---- Data to examine

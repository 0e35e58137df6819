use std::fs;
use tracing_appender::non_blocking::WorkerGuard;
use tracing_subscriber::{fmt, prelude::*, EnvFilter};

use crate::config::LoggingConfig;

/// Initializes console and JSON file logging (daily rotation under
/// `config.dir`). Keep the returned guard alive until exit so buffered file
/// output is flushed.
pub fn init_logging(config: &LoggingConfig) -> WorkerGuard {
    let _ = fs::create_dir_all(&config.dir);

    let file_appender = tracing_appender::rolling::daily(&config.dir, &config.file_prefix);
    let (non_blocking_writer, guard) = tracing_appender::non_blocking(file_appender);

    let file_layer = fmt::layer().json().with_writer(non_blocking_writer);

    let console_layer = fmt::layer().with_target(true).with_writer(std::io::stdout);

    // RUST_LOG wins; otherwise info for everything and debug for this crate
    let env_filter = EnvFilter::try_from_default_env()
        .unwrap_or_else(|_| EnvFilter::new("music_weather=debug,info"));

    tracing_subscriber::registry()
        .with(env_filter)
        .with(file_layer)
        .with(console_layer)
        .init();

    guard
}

--------
---- Data to examine

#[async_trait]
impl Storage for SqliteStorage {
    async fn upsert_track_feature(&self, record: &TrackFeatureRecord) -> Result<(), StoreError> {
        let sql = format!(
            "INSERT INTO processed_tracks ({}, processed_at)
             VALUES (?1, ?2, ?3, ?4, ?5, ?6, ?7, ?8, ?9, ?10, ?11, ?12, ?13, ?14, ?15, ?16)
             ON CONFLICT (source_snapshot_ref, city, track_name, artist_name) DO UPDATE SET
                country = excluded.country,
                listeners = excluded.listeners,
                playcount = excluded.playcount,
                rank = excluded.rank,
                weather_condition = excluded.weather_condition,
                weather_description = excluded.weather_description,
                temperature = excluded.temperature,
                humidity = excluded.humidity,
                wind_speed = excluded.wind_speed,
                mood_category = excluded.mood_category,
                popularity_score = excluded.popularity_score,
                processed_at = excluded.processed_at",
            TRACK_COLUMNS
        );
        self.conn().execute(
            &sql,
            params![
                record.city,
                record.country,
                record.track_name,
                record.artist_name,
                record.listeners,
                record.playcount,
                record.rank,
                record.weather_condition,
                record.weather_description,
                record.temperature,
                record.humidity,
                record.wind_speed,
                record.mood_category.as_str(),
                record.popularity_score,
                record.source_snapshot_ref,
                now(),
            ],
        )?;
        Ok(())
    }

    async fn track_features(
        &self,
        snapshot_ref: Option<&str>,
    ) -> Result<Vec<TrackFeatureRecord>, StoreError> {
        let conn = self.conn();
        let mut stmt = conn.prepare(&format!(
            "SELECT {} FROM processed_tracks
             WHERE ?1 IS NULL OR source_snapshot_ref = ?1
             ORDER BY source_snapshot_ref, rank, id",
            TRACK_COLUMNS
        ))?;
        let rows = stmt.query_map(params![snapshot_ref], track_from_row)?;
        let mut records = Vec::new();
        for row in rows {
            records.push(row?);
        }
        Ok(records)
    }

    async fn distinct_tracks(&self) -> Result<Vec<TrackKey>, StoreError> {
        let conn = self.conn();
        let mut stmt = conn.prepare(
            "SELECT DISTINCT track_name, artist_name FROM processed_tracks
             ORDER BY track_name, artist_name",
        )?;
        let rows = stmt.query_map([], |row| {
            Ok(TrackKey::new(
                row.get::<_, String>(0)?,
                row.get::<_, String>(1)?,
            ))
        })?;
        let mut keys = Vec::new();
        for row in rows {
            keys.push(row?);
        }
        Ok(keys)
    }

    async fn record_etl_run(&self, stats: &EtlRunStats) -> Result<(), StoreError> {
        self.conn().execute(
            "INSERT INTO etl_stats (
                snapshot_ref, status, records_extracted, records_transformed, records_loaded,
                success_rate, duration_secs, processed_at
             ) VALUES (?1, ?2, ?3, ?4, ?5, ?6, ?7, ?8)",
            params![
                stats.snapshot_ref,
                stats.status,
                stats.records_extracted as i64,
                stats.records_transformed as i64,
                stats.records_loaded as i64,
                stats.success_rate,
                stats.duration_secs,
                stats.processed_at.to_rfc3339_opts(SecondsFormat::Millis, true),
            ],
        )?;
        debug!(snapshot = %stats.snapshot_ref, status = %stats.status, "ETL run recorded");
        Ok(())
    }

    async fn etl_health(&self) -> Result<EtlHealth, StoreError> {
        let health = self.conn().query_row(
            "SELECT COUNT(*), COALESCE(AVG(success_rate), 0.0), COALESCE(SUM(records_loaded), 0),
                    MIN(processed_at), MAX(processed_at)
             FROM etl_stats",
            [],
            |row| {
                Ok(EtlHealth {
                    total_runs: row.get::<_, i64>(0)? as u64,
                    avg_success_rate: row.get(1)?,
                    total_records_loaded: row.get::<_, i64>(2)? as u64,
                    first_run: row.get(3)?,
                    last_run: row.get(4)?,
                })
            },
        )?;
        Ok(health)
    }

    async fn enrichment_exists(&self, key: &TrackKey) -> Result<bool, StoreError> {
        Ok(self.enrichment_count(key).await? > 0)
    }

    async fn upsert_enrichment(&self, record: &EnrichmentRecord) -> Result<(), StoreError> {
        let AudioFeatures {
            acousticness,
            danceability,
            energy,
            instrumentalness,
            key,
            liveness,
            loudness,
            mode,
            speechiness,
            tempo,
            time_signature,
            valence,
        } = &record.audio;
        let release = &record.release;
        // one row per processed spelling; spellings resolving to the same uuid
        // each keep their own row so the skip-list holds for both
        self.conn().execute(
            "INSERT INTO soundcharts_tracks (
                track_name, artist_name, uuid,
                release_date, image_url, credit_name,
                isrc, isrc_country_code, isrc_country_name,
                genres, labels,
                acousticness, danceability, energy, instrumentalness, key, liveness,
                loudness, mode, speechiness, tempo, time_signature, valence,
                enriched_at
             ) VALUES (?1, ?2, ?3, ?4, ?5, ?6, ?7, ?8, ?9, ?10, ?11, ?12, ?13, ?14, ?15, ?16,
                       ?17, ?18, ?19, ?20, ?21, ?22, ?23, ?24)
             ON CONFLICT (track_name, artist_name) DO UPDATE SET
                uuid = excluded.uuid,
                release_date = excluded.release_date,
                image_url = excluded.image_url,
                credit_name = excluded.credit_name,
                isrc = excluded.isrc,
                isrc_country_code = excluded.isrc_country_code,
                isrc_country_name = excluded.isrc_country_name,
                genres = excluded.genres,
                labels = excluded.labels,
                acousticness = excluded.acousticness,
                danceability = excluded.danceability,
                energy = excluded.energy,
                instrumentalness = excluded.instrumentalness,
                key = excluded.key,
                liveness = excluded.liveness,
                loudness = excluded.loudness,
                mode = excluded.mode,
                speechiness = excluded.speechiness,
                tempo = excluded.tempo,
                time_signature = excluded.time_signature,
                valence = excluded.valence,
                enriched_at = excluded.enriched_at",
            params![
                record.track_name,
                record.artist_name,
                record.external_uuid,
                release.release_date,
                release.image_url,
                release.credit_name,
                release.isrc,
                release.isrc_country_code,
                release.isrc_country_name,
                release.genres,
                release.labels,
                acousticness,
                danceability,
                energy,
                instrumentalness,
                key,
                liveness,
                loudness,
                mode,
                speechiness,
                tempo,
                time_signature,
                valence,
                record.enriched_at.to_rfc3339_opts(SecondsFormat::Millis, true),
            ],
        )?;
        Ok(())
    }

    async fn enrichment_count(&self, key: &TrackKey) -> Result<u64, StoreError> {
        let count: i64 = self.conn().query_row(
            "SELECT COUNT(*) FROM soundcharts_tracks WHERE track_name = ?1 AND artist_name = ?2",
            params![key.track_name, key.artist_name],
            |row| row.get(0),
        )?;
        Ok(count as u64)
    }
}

--------
---- Data to examine

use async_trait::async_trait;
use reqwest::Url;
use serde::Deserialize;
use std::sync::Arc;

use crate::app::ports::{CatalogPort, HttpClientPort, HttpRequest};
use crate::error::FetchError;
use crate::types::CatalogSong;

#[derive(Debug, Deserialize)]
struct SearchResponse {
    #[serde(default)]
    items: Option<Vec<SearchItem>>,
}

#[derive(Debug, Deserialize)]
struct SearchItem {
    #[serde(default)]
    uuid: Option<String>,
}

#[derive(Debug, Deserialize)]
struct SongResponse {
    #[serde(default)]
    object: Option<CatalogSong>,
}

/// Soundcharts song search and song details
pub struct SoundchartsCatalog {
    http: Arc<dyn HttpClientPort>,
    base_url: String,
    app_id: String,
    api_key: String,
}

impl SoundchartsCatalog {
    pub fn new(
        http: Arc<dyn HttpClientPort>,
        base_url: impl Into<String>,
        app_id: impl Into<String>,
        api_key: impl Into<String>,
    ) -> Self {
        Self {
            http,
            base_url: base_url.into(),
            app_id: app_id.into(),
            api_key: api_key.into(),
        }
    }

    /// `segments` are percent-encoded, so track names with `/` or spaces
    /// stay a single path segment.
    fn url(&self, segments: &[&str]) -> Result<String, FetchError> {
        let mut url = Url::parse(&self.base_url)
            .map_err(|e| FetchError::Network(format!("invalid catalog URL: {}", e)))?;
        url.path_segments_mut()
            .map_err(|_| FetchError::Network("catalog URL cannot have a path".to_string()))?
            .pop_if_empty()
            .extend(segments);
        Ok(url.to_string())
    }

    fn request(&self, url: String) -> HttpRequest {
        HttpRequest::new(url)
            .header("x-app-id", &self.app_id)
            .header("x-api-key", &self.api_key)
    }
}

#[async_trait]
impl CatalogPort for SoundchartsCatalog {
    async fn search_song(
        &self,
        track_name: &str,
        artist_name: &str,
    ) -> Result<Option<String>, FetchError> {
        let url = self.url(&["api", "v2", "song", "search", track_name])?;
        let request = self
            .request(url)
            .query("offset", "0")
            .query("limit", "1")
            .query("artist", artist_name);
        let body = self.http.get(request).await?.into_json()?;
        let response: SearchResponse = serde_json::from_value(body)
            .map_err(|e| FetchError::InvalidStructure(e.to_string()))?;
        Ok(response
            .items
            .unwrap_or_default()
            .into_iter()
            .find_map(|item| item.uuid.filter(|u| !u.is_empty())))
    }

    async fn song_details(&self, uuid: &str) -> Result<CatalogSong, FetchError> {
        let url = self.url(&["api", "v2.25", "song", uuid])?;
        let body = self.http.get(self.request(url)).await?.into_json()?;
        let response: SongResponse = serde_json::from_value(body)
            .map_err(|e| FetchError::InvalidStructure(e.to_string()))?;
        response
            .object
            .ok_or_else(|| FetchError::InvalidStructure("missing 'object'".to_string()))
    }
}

--------

§ **What is being asked**
Copy each line from the data above that includes "stmt".

§ **Answer section**
        let mut stmt = conn.prepare(&format!(
        let rows = stmt.query_map(params![snapshot_ref], track_from_row)?;
        let mut stmt = conn.prepare(
        let rows = stmt.query_map([], |row| {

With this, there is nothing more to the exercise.